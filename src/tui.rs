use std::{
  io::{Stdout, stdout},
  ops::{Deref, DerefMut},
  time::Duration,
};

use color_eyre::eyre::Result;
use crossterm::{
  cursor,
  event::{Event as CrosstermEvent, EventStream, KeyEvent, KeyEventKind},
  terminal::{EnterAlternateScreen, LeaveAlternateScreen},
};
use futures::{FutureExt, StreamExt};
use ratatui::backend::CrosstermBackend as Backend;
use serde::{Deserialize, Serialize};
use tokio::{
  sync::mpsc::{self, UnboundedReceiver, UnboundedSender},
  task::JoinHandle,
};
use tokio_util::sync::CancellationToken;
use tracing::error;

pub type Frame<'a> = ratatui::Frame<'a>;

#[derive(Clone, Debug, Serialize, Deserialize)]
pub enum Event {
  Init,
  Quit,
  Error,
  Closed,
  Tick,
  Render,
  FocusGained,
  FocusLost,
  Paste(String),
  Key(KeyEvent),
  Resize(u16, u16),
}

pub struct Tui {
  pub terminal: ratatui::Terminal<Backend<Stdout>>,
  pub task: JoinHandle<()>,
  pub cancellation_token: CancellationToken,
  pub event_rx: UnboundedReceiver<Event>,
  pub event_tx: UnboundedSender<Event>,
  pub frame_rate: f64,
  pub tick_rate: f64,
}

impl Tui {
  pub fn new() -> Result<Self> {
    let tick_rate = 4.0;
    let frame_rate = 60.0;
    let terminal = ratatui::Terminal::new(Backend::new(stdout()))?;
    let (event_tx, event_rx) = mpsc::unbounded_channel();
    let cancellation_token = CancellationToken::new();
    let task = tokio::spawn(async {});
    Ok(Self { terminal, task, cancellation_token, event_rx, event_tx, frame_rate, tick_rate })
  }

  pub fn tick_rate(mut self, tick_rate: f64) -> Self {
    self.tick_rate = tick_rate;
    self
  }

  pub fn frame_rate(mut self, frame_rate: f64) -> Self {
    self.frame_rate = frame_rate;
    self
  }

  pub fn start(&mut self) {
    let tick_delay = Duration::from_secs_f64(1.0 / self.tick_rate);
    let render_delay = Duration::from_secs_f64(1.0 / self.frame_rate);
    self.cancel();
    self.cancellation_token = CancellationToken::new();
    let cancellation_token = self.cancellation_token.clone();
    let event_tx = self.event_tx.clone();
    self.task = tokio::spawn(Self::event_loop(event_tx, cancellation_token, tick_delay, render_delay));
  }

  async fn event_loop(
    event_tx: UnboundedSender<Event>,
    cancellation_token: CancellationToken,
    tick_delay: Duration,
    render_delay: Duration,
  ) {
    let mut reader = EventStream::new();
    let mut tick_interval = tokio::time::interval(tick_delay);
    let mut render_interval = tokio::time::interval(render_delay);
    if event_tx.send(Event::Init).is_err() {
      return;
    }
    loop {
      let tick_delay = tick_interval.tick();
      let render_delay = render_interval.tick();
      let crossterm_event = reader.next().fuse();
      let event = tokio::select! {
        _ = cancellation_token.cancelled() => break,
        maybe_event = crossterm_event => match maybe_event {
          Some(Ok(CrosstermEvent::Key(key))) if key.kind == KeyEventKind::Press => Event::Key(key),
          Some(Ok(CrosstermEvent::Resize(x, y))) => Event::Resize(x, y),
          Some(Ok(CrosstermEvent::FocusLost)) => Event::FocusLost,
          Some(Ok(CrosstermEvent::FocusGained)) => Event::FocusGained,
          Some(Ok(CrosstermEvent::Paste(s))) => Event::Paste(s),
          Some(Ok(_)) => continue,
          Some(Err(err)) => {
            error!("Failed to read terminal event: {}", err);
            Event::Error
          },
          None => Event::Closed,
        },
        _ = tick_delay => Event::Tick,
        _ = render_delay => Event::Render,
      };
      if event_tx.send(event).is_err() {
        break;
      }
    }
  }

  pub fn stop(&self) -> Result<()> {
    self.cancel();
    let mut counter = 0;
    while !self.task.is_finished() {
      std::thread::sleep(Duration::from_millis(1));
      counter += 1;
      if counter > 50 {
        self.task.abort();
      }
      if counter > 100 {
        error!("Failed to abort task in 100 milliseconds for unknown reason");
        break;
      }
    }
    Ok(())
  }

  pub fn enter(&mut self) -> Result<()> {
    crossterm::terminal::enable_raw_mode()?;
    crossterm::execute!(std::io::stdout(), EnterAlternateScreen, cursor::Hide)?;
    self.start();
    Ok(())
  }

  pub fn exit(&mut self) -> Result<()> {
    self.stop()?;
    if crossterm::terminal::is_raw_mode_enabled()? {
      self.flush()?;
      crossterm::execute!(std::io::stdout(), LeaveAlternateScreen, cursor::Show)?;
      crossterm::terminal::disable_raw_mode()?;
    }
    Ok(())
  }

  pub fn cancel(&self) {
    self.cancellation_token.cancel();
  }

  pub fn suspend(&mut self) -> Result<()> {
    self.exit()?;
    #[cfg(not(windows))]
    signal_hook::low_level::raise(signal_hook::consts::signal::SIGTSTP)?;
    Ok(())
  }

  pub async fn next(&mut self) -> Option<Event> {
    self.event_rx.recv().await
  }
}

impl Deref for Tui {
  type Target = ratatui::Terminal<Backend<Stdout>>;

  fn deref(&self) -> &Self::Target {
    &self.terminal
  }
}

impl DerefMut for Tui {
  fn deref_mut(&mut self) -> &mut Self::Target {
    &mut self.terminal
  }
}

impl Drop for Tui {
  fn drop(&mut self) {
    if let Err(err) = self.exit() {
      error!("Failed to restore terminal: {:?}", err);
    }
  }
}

━━━━━━━━━━

__WHAT THE TASK REQUIRES__. Find every line in the records that has the word "CancellationToken". Copy those lines.

__RESPONSE AREA__.
use tokio_util::sync::CancellationToken;
  pub cancellation_token: CancellationToken,
    let cancellation_token = CancellationToken::new();
    self.cancellation_token = CancellationToken::new();
    cancellation_token: CancellationToken,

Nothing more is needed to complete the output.